Optimize recursive operations

We all know that recursion has some effect on performance, and there are two recursive operations at the end of quickSort. If the sequence to be sorted is extremely unbalanced, the depth of the recursion is close to the height of n (without the advantage of dichotomy). This is also the worst time complexity O(n^2), not O(nlogn) in equilibrium.

Slow time is fine, but the stack size is also limited. Each recursive operation consumes a certain amount of stack space. The more arguments a function has, the more space each recursive call consumes.

If you can reduce recursion, the performance is greatly improved.

So how do you optimize recursive operations?

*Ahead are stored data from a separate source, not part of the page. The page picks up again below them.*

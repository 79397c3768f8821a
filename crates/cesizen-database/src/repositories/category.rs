//! Category repository implementation.

use sqlx::PgPool;

use cesizen_core::error::{AppError, ErrorKind};
use cesizen_core::result::AppResult;
use cesizen_entity::category::Category;

/// Repository for category queries.
#[derive(Debug, Clone)]
pub struct CategoryRepository {
    pool: PgPool,
}

impl CategoryRepository {
    /// Create a new category repository.
    pub fn new(pool: PgPool) -> Self {
        Self { pool }
    }

    /// Find a category by primary key.
    pub async fn find_by_id(&self, id: i32) -> AppResult<Option<Category>> {
        sqlx::query_as::<_, Category>("SELECT * FROM categories WHERE id = $1")
            .bind(id)
            .fetch_optional(&self.pool)
            .await
            .map_err(|e| AppError::with_source(ErrorKind::Database, "Failed to find category", e))
    }

    /// List all categories ordered by label.
    pub async fn list_all(&self) -> AppResult<Vec<Category>> {
        sqlx::query_as::<_, Category>("SELECT * FROM categories ORDER BY label")
            .fetch_all(&self.pool)
            .await
            .map_err(|e| AppError::with_source(ErrorKind::Database, "Failed to list categories", e))
    }
}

Look at the following code.

Code

Result

Exchanged [2, 1, 9, 3, 7, 4, 8, 6, 5] exchanged [2, 1, 5, 3, 7, 4, 8, 6, 9] in exchange [2, 1, 4, 3, 7, 5, 8, 6, 9] in exchange [2, 1, 4, 3, 5, 7, 8, 6, 9] calculate the pivot value 5 and the corresponding subscript 4 exchange [1, 2, 3, 3, 5, 7, 8, 6, 9] calculate the pivot value 2 and the corresponding subscript 1 exchange [1, 2, 3, 4, 5, 7, 8, 6, [1, 2, 3, 4, 5, 6, 8, 7, 9] calculate the pivot value 7 and the corresponding subscript 6 calculate the pivot value 8 and the corresponding subscript 7

The execution result is the same as the previous two results. That’s a good way to do it. We change if to while, and after one recursion, low is no longer useful, so we assign pivot + 1 to low as the next argument. And as you can see, it’s all the same.

Therefore, using an iterative rather than recursive approach can reduce the stack depth and improve overall performance.